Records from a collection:
BEGIN

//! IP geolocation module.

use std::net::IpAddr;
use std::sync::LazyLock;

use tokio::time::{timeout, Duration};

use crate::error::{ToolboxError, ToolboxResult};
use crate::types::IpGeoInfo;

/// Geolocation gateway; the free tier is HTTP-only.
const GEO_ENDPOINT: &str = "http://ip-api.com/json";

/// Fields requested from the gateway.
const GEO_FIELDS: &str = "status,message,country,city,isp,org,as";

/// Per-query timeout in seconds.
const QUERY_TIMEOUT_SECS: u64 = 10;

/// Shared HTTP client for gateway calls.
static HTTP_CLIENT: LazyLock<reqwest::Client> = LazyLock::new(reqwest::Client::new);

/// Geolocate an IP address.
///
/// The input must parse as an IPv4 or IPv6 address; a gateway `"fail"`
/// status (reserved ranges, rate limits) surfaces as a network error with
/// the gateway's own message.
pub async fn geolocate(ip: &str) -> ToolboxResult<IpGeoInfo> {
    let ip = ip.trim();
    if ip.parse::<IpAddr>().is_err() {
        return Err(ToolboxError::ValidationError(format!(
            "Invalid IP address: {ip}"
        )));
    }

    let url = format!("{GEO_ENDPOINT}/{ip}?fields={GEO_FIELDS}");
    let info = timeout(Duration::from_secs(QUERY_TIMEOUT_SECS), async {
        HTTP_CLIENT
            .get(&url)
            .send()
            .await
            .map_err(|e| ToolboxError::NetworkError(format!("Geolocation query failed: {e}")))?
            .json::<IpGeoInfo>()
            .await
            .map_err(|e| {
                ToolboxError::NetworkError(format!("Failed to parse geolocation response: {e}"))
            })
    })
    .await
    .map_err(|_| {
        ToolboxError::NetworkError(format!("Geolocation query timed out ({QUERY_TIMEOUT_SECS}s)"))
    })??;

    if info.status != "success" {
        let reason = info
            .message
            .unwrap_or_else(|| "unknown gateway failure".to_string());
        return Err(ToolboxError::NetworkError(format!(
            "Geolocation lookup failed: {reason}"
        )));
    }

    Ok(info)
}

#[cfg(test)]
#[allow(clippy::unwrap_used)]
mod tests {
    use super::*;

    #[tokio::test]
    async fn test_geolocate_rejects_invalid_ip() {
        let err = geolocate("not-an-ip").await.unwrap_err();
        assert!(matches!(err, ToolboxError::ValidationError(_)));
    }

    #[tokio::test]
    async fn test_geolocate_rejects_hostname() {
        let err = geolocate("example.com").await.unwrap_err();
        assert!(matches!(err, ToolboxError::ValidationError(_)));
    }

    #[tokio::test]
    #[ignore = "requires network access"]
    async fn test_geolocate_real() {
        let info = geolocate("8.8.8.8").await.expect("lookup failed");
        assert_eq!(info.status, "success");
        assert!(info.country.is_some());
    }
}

END
BEGIN

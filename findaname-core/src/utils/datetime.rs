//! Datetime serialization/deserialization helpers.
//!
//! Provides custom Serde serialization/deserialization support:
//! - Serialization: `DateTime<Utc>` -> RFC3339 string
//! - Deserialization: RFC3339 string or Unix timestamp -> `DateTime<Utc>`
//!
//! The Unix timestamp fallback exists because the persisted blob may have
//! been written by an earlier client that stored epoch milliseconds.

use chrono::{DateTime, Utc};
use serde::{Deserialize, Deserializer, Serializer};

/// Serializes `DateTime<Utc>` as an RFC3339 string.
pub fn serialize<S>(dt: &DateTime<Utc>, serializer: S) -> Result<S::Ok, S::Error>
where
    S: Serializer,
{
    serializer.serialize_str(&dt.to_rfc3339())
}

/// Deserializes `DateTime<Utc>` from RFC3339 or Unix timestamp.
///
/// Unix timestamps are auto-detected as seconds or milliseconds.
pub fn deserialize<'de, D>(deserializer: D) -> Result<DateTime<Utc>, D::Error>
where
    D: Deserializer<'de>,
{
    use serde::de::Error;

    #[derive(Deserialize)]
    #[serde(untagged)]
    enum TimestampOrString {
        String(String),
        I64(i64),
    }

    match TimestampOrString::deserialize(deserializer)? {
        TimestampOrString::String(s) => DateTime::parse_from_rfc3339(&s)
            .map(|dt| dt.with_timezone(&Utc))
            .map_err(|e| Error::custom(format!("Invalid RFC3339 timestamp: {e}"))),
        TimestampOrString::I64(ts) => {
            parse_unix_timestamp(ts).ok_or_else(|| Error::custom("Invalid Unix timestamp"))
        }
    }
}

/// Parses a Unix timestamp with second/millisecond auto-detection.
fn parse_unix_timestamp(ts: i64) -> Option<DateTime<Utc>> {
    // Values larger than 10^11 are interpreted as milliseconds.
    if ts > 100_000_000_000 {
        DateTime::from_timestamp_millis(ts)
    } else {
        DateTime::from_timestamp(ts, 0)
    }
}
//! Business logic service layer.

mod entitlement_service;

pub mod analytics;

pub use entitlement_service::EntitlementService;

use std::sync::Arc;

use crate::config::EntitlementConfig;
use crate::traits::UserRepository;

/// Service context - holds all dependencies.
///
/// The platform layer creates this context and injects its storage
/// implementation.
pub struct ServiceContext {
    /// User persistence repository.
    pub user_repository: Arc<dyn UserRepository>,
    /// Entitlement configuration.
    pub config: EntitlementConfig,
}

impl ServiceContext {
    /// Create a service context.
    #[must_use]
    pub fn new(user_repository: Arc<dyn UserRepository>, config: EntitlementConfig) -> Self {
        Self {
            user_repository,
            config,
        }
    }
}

END

Task statement: Copy every line from the records that holds the string "status".

Solution to this problem:
const GEO_FIELDS: &str = "status,message,country,city,isp,org,as";
/// status (reserved ranges, rate limits) surfaces as a network error with
    if info.status != "success" {
        assert_eq!(info.status, "success");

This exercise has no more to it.